Royal Navy Admiral (c. 1758–1825)

Admiral Sir John Sutton, (c. 1758 - 8 August 1825) was a Royal Navy officer of the late eighteenth and early nineteenth century who is best known for his service as captain of the ship of the line HMS Egmont during the French Revolutionary Wars, serving with the Mediterranean Fleet in several prominent engagements. He later served as a judge at the controversial Gambier court-martial in 1809.

==Life==
Sutton was born in c. 1758, the son of Thomas Sutton of Moulsey and his wife Jane Hankey. He joined the Royal Navy during the American Revolutionary War as midshipman on board the ship of the line HMS Superb, flagship of Admiral Sir Edward Hughes in the Indian Ocean. He was wounded in an attack on the navy of Hyder Ali on 8 December 1780 at Mangalore, during the Second Anglo-Mysore War and rewarded with command of the sloop HMS Nymph.

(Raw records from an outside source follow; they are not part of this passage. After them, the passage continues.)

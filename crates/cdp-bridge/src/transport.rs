//! Transport seam to the remote-debugging endpoint.
//!
//! Mirrors the command/event split of a DevTools websocket connection:
//! commands are request/response, events arrive unsolicited with an optional
//! session identifier naming the target they belong to.

use std::collections::{HashMap, VecDeque};

use async_trait::async_trait;
use serde_json::Value;
use tokio::sync::{mpsc, Mutex};

use crate::error::BridgeError;

/// One raw notification from the transport.
#[derive(Clone, Debug)]
pub struct TransportEvent {
    pub method: String,
    pub params: Value,
    pub session_id: Option<String>,
}

#[derive(Clone, Debug)]
pub enum CommandTarget {
    Browser,
    Session(String),
}

#[async_trait]
pub trait CdpTransport: Send + Sync {
    async fn start(&self) -> Result<(), BridgeError>;
    /// Next notification, or `None` when the stream has ended.
    async fn next_event(&self) -> Option<TransportEvent>;
    async fn send_command(
        &self,
        target: CommandTarget,
        method: &str,
        params: Value,
    ) -> Result<Value, BridgeError>;
}

#[derive(Default)]
pub struct NoopTransport;

#[async_trait]
impl CdpTransport for NoopTransport {
    async fn start(&self) -> Result<(), BridgeError> {
        Ok(())
    }

    async fn next_event(&self) -> Option<TransportEvent> {
        None
    }

    async fn send_command(
        &self,
        _target: CommandTarget,
        method: &str,
        _params: Value,
    ) -> Result<Value, BridgeError> {
        Err(BridgeError::Transport(format!(
            "transport not available for method {method}"
        )))
    }
}

/// Scriptable transport for tests: events are pushed through an mpsc sender,
/// commands are recorded and answered from per-method stub queues.
pub struct MockTransport {
    rx: Mutex<mpsc::Receiver<TransportEvent>>,
    commands: Mutex<Vec<(String, Value)>>,
    responses: Mutex<HashMap<String, VecDeque<Result<Value, String>>>>,
}

impl MockTransport {
    pub fn new_pair() -> (std::sync::Arc<Self>, mpsc::Sender<TransportEvent>) {
        let (tx, rx) = mpsc::channel(64);
        (
            std::sync::Arc::new(Self {
                rx: Mutex::new(rx),
                commands: Mutex::new(Vec::new()),
                responses: Mutex::new(HashMap::new()),
            }),
            tx,
        )
    }

    pub async fn stub_response(&self, method: &str, value: Value) {
        self.responses
            .lock()
            .await
            .entry(method.to_string())
            .or_default()
            .push_back(Ok(value));
    }

    pub async fn stub_error(&self, method: &str, message: &str) {
        self.responses
            .lock()
            .await
            .entry(method.to_string())
            .or_default()
            .push_back(Err(message.to_string()));
    }

    pub async fn sent_commands(&self) -> Vec<(String, Value)> {
        self.commands.lock().await.clone()
    }
}

#[async_trait]
impl CdpTransport for MockTransport {
    async fn start(&self) -> Result<(), BridgeError> {
        Ok(())
    }

    async fn next_event(&self) -> Option<TransportEvent> {
        let mut guard = self.rx.lock().await;
        guard.recv().await
    }

    async fn send_command(
        &self,
        _target: CommandTarget,
        method: &str,
        params: Value,
    ) -> Result<Value, BridgeError> {
        self.commands
            .lock()
            .await
            .push((method.to_string(), params));
        let stubbed = self
            .responses
            .lock()
            .await
            .get_mut(method)
            .and_then(|queue| queue.pop_front());
        match stubbed {
            Some(Ok(value)) => Ok(value),
            Some(Err(message)) => Err(BridgeError::Transport(message)),
            None => Ok(Value::Object(Default::default())),
        }
    }
}
//! Notification bridge: pumps raw transport events onto a bounded queue and
//! drains them through a typed demux.
//!
//! The pump does no business logic, so the transport stream is never blocked
//! by correlation work; the bounded queue gives backpressure when the drain
//! falls behind. Both loops are supervised and torn down together at
//! shutdown with a bounded grace period.

use std::sync::Arc;
use std::time::Duration;

use async_trait::async_trait;
use serde::de::DeserializeOwned;
use serde_json::Value;
use tokio::sync::{mpsc, Mutex};
use tokio::task::JoinHandle;
use tokio_util::sync::CancellationToken;
use tracing::{debug, warn};

use webtap_core_types::TargetId;

use crate::error::BridgeError;
use crate::metrics;
use crate::params::{
    AttachedToTargetParams, DetachedFromTargetParams, FrameNavigatedParams, LoadingFailedParams,
    LoadingFinishedParams, RequestWillBeSentParams, ResponseReceivedParams, TargetInfo,
};
use crate::transport::{CdpTransport, TransportEvent};

/// Maps the transport's per-target session string to the logical connection.
pub trait SessionResolver: Send + Sync {
    fn resolve(&self, cdp_session: &str) -> Option<TargetId>;
}

/// Receives demultiplexed notifications. The bridge attaches the owning
/// connection identifier; it performs no business logic itself.
#[async_trait]
pub trait NotificationSink: Send + Sync {
    async fn on_attached(&self, target: TargetId, cdp_session: String, info: TargetInfo);
    async fn on_detached(&self, cdp_session: String);
    /// Main-frame navigation of an attached page.
    async fn on_navigated(&self, target: TargetId, url: String);
    async fn on_request_started(
        &self,
        target: TargetId,
        cdp_session: String,
        params: RequestWillBeSentParams,
    );
    async fn on_response_received(&self, target: TargetId, params: ResponseReceivedParams);
    async fn on_loading_finished(&self, target: TargetId, params: LoadingFinishedParams);
    async fn on_loading_failed(&self, target: TargetId, params: LoadingFailedParams);
}

#[derive(Clone, Debug)]
pub struct BridgeConfig {
    pub queue_capacity: usize,
    pub shutdown_grace_ms: u64,
}

impl Default for BridgeConfig {
    fn default() -> Self {
        Self {
            queue_capacity: 256,
            shutdown_grace_ms: 2_000,
        }
    }
}

pub struct CdpBridge {
    transport: Arc<dyn CdpTransport>,
    resolver: Arc<dyn SessionResolver>,
    sink: Arc<dyn NotificationSink>,
    cfg: BridgeConfig,
    shutdown: CancellationToken,
    tasks: Mutex<Vec<JoinHandle<()>>>,
}

impl CdpBridge {
    pub fn new(
        transport: Arc<dyn CdpTransport>,
        resolver: Arc<dyn SessionResolver>,
        sink: Arc<dyn NotificationSink>,
        cfg: BridgeConfig,
    ) -> Arc<Self> {
        Arc::new(Self {
            transport,
            resolver,
            sink,
            cfg,
            shutdown: CancellationToken::new(),
            tasks: Mutex::new(Vec::new()),
        })
    }

    pub fn cancel_token(&self) -> CancellationToken {
        self.shutdown.clone()
    }

    pub async fn start(self: &Arc<Self>) -> Result<(), BridgeError> {
        {
            let guard = self.tasks.lock().await;
            if !guard.is_empty() {
                return Err(BridgeError::AlreadyStarted);
            }
        }

        self.transport.start().await?;

        let (tx, mut rx) = mpsc::channel::<TransportEvent>(self.cfg.queue_capacity.max(1));

        let pump = {
            let bridge = Arc::clone(self);
            tokio::spawn(async move {
                loop {
                    tokio::select! {
                        _ = bridge.shutdown.cancelled() => break,
                        event = bridge.transport.next_event() => {
                            match event {
                                Some(event) => {
                                    if tx.send(event).await.is_err() {
                                        break;
                                    }
                                }
                                None => {
                                    warn!(target: "cdp-bridge", "transport stream ended");
                                    break;
                                }
                            }
                        }
                    }
                }
                debug!(target: "cdp-bridge", "pump loop exiting");
            })
        };

        let drain = {
            let bridge = Arc::clone(self);
            tokio::spawn(async move {
                loop {
                    tokio::select! {
                        _ = bridge.shutdown.cancelled() => break,
                        event = rx.recv() => {
                            match event {
                                Some(event) => bridge.process(event).await,
                                None => break,
                            }
                        }
                    }
                }
                debug!(target: "cdp-bridge", "drain loop exiting");
            })
        };

        let mut guard = self.tasks.lock().await;
        guard.push(pump);
        guard.push(drain);
        Ok(())
    }

    /// Cancels both loops, awaits them within the grace period, then aborts
    /// whatever is left.
    pub async fn shutdown(&self) {
        self.shutdown.cancel();
        let grace = Duration::from_millis(self.cfg.shutdown_grace_ms);
        let mut guard = self.tasks.lock().await;
        for mut handle in guard.drain(..) {
            if tokio::time::timeout(grace, &mut handle).await.is_err() {
                handle.abort();
            }
        }
    }

    async fn process(&self, event: TransportEvent) {
        metrics::record_event();
        match event.method.as_str() {
            "Target.attachedToTarget" => {
                let Some(params) = decode::<AttachedToTargetParams>(&event.method, event.params)
                else {
                    return;
                };
                if params.target_info.target_type != "page" {
                    return;
                }
                let target = TargetId(params.target_info.target_id.clone());
                self.sink
                    .on_attached(target, params.session_id, params.target_info)
                    .await;
            }
            "Target.detachedFromTarget" => {
                let Some(params) = decode::<DetachedFromTargetParams>(&event.method, event.params)
                else {
                    return;
                };
                self.sink.on_detached(params.session_id).await;
            }
            "Page.frameNavigated" => {
                let Some((target, _)) = self.owning_target(&event) else {
                    return;
                };
                let Some(params) = decode::<FrameNavigatedParams>(&event.method, event.params)
                else {
                    return;
                };
                // Subframe navigations do not move the page.
                if params.frame.parent_id.is_some() {
                    return;
                }
                self.sink.on_navigated(target, params.frame.url).await;
            }
            "Network.requestWillBeSent" => {
                let Some((target, session)) = self.owning_target(&event) else {
                    return;
                };
                let Some(params) = decode::<RequestWillBeSentParams>(&event.method, event.params)
                else {
                    return;
                };
                self.sink.on_request_started(target, session, params).await;
            }
            "Network.responseReceived" => {
                let Some((target, _)) = self.owning_target(&event) else {
                    return;
                };
                let Some(params) = decode::<ResponseReceivedParams>(&event.method, event.params)
                else {
                    return;
                };
                self.sink.on_response_received(target, params).await;
            }
            "Network.loadingFinished" => {
                let Some((target, _)) = self.owning_target(&event) else {
                    return;
                };
                let Some(params) = decode::<LoadingFinishedParams>(&event.method, event.params)
                else {
                    return;
                };
                self.sink.on_loading_finished(target, params).await;
            }
            "Network.loadingFailed" => {
                let Some((target, _)) = self.owning_target(&event) else {
                    return;
                };
                let Some(params) = decode::<LoadingFailedParams>(&event.method, event.params)
                else {
                    return;
                };
                self.sink.on_loading_failed(target, params).await;
            }
            other => {
                metrics::record_unhandled();
                debug!(target: "cdp-bridge", method = %other, "unhandled notification");
            }
        }
    }

    fn owning_target(&self, event: &TransportEvent) -> Option<(TargetId, String)> {
        let session = event.session_id.as_deref()?;
        match self.resolver.resolve(session) {
            Some(target) => Some((target, session.to_string())),
            None => {
                debug!(
                    target: "cdp-bridge",
                    session,
                    method = %event.method,
                    "notification for unknown session dropped"
                );
                None
            }
        }
    }
}

fn decode<T: DeserializeOwned>(method: &str, params: Value) -> Option<T> {
    match serde_json::from_value(params) {
        Ok(decoded) => Some(decoded),
        Err(err) => {
            metrics::record_decode_failure();
            warn!(target: "cdp-bridge", %method, %err, "failed to decode notification");
            None
        }
    }
}
use std::collections::HashMap;
use std::time::Instant;

use chrono::{DateTime, Utc};

use webtap_core_types::ResourceType;

/// Lifecycle phase of an in-flight request. The tag is explicit: completion
/// handling never infers phase from which optional fields happen to be set.
#[derive(Clone, Copy, Debug, Eq, PartialEq)]
pub enum Phase {
    Started,
    Responded,
}

#[derive(Clone, Debug)]
pub struct ResponseMeta {
    pub status: i64,
    pub status_text: Option<String>,
    pub headers: HashMap<String, String>,
    pub mime_type: Option<String>,
}

/// One entry in the in-flight table, keyed by (target, request id).
#[derive(Clone, Debug)]
pub struct InflightEntry {
    pub cdp_session: String,
    pub phase: Phase,
    pub method: String,
    pub url: String,
    pub request_headers: HashMap<String, String>,
    pub request_body: Option<String>,
    pub page_url: Option<String>,
    pub page_title: Option<String>,
    pub resource_type: ResourceType,
    pub initiator: Option<String>,
    pub response: Option<ResponseMeta>,
    /// Monotonic start stamp, for duration.
    pub started_at: Instant,
    /// Wall-clock start stamp, carried onto the record.
    pub started_wall: DateTime<Utc>,
    /// Bumped on every lifecycle notification; idle eviction keys off this.
    pub last_touch: Instant,
}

At the start of the French Revolutionary Wars in 1793 Sutton was promoted to post captain and took command of first the frigate HMS Romulus and then the ship of the line HMS Egmont, which was attached to the Mediterranean Fleet. In 1795 Egmont fought at the battles of Genoa and the Hyères Islands, suffering casualties on the latter when a cannon burst. The following year he served on an operation to attack a French squadron in the harbour of Tunis and Sutton was then particularly tasked with the orderly evacuation of the British base on Corsica following the Spanish entry into the war on the French side.

In 1797, Egmont fought in line at the Battle of Cape St. Vincent and was then transferred to the Channel Fleet. The same year he married Frances Hotham, daughter of Lord Hotham. Sutton moved to HMS Superb shortly afterwards, and in 1801 was appointed Captain of the Fleet under William Cornwallis. At the outbreak of the Napoleonic Wars in 1803, Sutton was given command of HMS Mars before being promoted in 1804 to rear-admiral. He then served as superintendent of Plymouth Dockyard, and in that capacity was called to serve on the panel of judges at the court-martial of Lord Gambier following the chaotic Battle of Basque Roads in the summer of 1809, at which Gambier was controversially acquitted. In October 1809 he was promoted to vice-admiral and shortly afterwards was appointed commander-in-chief of the Halifax station.

In 1815 he was made a Knight Commander of the Order of the Bath and in 1819 was promoted to full admiral. He died at Ramsgate, Kent aged 67 on 8 August 1825. He had married in 1797 Frances Hotham, daughter of Beaumont Hotham, 2nd Baron Hotham, and a first cousin. They had one son, John Thomas Sutton, who died aged 22 in 1835.